Yoneda Eriko

Bio: Yoneda Eriko is an academic researcher from Toshiba. The author has contributed to research in topics: Electromagnetic coil & Fault current limiter. The author has an hindex of 6, co-authored 24 publications receiving 211 citations.

Design and test results of 6.6 kV high-Tc superconducting fault current limiter

Abstract: A 6.6 kV single-phase fault current limiter (FCL) using a high-Tc superconducting coil as a limiting coil was developed. The development is a preliminary step to investigate the feasibility of the FCL application for high-voltage transmission lines.
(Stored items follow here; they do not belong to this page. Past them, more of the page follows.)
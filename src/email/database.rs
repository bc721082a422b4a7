use crate::email::message::{AttachmentRef, Message, Thread};
use async_trait::async_trait;
use base64::Engine;
use chrono::{DateTime, Utc};
use sqlx::migrate::MigrateDatabase;
use sqlx::{sqlite::SqlitePoolOptions, QueryBuilder, Row, Sqlite, SqlitePool};
use std::collections::{BTreeSet, HashSet};
use thiserror::Error;

/// Local store errors
#[derive(Error, Debug)]
pub enum StoreError {
    #[error("Database connection error: {0}")]
    Connection(#[from] sqlx::Error),

    #[error("Migration error: {0}")]
    Migration(String),

    #[error("Serialization error: {0}")]
    Serialization(#[from] serde_json::Error),

    #[error("Date parsing error: {0}")]
    DateParse(#[from] chrono::ParseError),

    #[error("Attachment decoding error: {0}")]
    AttachmentDecode(#[from] base64::DecodeError),

    #[error("Not found: {0}")]
    NotFound(String),
}

pub type StoreResult<T> = Result<T, StoreError>;

/// Persistence for one or more accounts, partitioned by account key
/// (the account's email address).
#[async_trait]
pub trait LocalStore: Send + Sync {
    /// Insert or merge a thread and its messages
    async fn save_thread(&self, thread: &Thread, account_key: &str) -> StoreResult<()>;

    /// All threads of an account in first-seen order
    async fn fetch_threads(&self, account_key: &str) -> StoreResult<Vec<Thread>>;

    async fn fetch_message(&self, id: &str, account_key: &str) -> StoreResult<Option<Message>>;

    async fn update_read_status(&self, id: &str, is_read: bool, account_key: &str) -> StoreResult<()>;

    async fn update_archive_status(&self, id: &str, is_archived: bool, account_key: &str) -> StoreResult<()>;

    /// Threads whose subject contains `query`, ignoring case
    async fn search_threads(&self, query: &str, account_key: &str) -> StoreResult<Vec<Thread>>;

    async fn save_attachment_data(&self, attachment_id: &str, data: &[u8]) -> StoreResult<()>;

    async fn get_attachment_data(&self, attachment_id: &str) -> StoreResult<Option<Vec<u8>>>;

    async fn update_last_sync_date(&self, date: DateTime<Utc>, account_key: &str) -> StoreResult<()>;

    async fn get_last_sync_date(&self, account_key: &str) -> StoreResult<Option<DateTime<Utc>>>;

    /// Remove every thread, message and the sync date of one account
    async fn clear_cache(&self, account_key: &str) -> StoreResult<()>;

    async fn pinned_conversations(&self, account_key: &str) -> StoreResult<HashSet<String>>;

    async fn set_pinned(&self, conversation_id: &str, pinned: bool, account_key: &str) -> StoreResult<()>;

    async fn promoted_threads(&self, account_key: &str) -> StoreResult<HashSet<String>>;

    async fn set_promoted(&self, thread_id: &str, promoted: bool, account_key: &str) -> StoreResult<()>;
}

/// Store statistics for one account
#[derive(Debug, Clone, Default, PartialEq, Eq)]
pub struct StoreStats {
    pub thread_count: u32,
    pub message_count: u32,
    pub unread_count: u32,
}

/// SQLite-backed local store
pub struct SqliteStore {
    pub pool: SqlitePool,
    db_path: String,
}
use std::io;
use thiserror::Error;

pub type MailResult<T> = Result<T, MailError>;

/// Mail service errors
#[derive(Error, Debug)]
pub enum MailError {
    /// Credentials rejected or account cannot be restored
    #[error("Authentication failed: {0}")]
    Authentication(String),

    /// Transport failure talking to the provider
    #[error("Network error: {0}")]
    Network(String),

    /// Outgoing message rejected
    #[error("Send failed: {0}")]
    Send(String),

    /// Operation requires an authenticated account
    #[error("Not authenticated")]
    NotAuthenticated,

    #[error("IO error: {0}")]
    Io(#[from] io::Error),

    /// Provider payload could not be decoded
    #[error("Parse error: {0}")]
    Parse(#[from] serde_json::Error),
}

impl MailError {
    pub fn authentication<S: Into<String>>(msg: S) -> Self {
        MailError::Authentication(msg.into())
    }

    pub fn network<S: Into<String>>(msg: S) -> Self {
        MailError::Network(msg.into())
    }

    pub fn send<S: Into<String>>(msg: S) -> Self {
        MailError::Send(msg.into())
    }

    /// Authentication problems need user action; everything else is retried
    /// by the next poll.
    pub fn is_auth_error(&self) -> bool {
        matches!(self, MailError::Authentication(_) | MailError::NotAuthenticated)
    }

    pub fn is_transient(&self) -> bool {
        matches!(self, MailError::Network(_) | MailError::Io(_))
    }
}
The FCL is of the rectifier type and is mainly comprised of a limiting coil, a sub-cooled nitrogen cryostat with a cryocooler, and a rectifier bridge. The limiting coil, wound as a solenoid by Ag/Mn sheathed Bi-2223 tapes, has an inductance of 30 mH. It is immersed in a liquid nitrogen bath in the cryostat. A Gifford-McMahon cryocooler cools the cryogen below 77.3 K. A pressure regulator keeps the cryogen at an atmospheric pressure. The coil has a critical current of 70 A at 64 K and endures a 50 Hz overvoltage of 22 kV against the ground. In a fault current limiting test with a short-circuit generator, a short-circuit current of 12.5 kA was limited to 1.2 kA.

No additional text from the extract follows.